## Work request
Below are some records; copy each line in them that contains "AppError".

═════ Data provided

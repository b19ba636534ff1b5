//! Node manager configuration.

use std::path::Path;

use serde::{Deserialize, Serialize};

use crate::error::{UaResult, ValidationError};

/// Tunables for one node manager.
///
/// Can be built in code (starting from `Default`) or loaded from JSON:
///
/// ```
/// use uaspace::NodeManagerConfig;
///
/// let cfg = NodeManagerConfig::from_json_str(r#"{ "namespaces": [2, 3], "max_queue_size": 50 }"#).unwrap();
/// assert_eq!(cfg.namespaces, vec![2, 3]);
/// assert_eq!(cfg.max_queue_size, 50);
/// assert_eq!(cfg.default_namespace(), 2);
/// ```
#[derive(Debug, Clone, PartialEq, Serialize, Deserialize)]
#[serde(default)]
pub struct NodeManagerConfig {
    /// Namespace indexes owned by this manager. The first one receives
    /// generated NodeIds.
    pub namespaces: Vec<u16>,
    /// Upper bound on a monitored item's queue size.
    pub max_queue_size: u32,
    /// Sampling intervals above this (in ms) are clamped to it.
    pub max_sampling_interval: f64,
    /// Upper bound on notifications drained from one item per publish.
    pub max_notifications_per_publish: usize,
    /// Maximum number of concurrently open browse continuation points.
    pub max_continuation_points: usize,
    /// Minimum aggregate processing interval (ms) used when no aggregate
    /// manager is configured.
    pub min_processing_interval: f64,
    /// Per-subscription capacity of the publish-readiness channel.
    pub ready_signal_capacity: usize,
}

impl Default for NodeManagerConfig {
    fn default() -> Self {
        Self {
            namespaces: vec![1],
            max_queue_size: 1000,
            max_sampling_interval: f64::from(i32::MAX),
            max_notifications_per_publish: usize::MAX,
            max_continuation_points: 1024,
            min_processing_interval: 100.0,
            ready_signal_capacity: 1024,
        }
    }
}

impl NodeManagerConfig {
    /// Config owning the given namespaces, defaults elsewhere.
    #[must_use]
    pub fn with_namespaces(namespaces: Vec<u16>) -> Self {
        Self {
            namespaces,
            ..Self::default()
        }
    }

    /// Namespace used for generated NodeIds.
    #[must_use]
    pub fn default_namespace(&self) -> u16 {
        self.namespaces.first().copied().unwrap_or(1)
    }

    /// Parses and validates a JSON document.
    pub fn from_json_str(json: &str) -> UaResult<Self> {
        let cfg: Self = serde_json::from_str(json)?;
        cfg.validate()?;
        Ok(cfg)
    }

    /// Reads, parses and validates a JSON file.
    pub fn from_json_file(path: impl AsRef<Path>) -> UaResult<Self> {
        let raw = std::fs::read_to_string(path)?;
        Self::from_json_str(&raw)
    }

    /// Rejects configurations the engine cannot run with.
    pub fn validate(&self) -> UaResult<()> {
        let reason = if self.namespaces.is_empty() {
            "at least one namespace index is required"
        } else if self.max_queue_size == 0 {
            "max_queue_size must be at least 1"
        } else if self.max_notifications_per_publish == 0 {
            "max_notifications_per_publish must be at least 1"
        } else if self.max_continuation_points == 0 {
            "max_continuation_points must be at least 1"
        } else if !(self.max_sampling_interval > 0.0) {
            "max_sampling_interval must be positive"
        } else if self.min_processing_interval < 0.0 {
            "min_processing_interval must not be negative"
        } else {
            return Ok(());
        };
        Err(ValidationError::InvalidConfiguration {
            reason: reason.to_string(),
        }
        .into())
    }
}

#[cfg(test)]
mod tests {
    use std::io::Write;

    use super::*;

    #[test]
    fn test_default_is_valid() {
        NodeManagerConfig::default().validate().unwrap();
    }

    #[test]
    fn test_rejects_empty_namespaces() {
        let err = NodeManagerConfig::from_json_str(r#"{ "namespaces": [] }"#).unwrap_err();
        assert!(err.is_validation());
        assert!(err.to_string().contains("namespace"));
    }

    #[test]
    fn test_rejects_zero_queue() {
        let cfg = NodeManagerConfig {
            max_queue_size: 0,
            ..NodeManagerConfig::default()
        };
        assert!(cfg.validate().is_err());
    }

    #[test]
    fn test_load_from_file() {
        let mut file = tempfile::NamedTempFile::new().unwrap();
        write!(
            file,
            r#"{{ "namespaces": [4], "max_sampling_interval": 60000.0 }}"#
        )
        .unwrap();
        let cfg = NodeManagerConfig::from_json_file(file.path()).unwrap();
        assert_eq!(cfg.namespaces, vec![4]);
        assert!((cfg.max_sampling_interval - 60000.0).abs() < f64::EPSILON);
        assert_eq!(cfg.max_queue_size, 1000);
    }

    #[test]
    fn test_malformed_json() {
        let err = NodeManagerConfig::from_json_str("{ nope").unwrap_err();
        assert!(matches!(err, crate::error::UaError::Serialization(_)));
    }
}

══════════
═════ Data provided

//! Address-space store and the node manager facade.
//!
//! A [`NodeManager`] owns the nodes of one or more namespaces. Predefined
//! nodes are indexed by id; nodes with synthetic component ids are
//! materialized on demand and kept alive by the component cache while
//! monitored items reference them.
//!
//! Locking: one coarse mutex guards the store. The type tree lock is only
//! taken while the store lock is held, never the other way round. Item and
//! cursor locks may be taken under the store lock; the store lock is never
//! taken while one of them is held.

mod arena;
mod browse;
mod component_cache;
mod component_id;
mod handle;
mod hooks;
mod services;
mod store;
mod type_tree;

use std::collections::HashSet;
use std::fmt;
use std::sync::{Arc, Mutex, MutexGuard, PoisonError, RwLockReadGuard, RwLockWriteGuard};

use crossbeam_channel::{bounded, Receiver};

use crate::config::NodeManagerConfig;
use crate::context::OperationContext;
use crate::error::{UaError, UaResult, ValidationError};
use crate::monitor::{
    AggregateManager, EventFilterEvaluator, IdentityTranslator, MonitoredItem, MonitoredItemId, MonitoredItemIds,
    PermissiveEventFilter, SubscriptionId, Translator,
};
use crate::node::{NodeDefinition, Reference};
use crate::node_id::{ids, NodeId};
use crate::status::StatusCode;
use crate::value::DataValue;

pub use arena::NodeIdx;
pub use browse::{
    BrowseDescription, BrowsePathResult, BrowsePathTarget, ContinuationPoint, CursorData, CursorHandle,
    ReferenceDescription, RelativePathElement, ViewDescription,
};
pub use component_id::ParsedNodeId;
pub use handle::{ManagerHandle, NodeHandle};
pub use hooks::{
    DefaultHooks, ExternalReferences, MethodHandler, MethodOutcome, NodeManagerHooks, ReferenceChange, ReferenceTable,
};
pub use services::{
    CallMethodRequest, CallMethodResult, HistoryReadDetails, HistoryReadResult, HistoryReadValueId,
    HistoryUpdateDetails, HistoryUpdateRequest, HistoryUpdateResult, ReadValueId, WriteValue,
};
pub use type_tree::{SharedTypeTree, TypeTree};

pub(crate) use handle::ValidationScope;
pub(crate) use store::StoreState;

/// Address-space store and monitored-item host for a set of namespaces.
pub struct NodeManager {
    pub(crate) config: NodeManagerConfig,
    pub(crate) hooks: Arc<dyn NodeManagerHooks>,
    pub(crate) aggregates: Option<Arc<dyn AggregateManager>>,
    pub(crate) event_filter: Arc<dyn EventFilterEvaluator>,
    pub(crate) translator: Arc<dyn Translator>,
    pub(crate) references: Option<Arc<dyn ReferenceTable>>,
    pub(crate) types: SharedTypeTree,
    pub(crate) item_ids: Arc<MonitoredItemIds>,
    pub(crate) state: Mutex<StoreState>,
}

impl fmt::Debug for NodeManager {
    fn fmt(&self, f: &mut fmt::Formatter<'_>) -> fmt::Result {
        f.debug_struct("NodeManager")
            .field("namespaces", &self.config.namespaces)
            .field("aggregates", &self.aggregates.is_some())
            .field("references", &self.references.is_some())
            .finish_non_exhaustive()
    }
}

══════════
═════ Data provided

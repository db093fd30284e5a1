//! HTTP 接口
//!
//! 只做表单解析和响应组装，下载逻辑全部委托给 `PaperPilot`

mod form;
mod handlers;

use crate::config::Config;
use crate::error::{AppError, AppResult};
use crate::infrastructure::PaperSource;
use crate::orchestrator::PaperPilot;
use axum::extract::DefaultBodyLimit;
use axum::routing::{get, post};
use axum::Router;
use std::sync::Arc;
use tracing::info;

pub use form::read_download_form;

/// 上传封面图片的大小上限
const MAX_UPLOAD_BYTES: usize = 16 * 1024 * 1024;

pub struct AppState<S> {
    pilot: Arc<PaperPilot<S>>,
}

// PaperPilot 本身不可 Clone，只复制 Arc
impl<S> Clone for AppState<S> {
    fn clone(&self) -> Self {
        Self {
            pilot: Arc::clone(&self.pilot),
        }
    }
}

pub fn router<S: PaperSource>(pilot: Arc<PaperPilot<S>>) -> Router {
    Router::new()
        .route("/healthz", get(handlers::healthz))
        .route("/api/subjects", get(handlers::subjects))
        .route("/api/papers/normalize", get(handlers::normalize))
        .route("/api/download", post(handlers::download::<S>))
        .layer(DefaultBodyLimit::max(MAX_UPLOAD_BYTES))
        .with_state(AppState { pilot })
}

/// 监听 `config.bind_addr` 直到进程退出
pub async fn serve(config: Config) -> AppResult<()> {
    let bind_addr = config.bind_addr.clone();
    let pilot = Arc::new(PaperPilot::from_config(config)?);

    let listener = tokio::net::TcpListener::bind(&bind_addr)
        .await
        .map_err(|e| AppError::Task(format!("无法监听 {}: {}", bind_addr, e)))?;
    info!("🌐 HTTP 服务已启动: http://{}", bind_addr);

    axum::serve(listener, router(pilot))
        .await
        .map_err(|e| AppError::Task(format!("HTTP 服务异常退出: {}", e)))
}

══════════

## Answer to the problem
use crate::error::{AppError, AppResult};
        .map_err(|e| AppError::Task(format!("无法监听 {}: {}", bind_addr, e)))?;
        .map_err(|e| AppError::Task(format!("HTTP 服务异常退出: {}", e)))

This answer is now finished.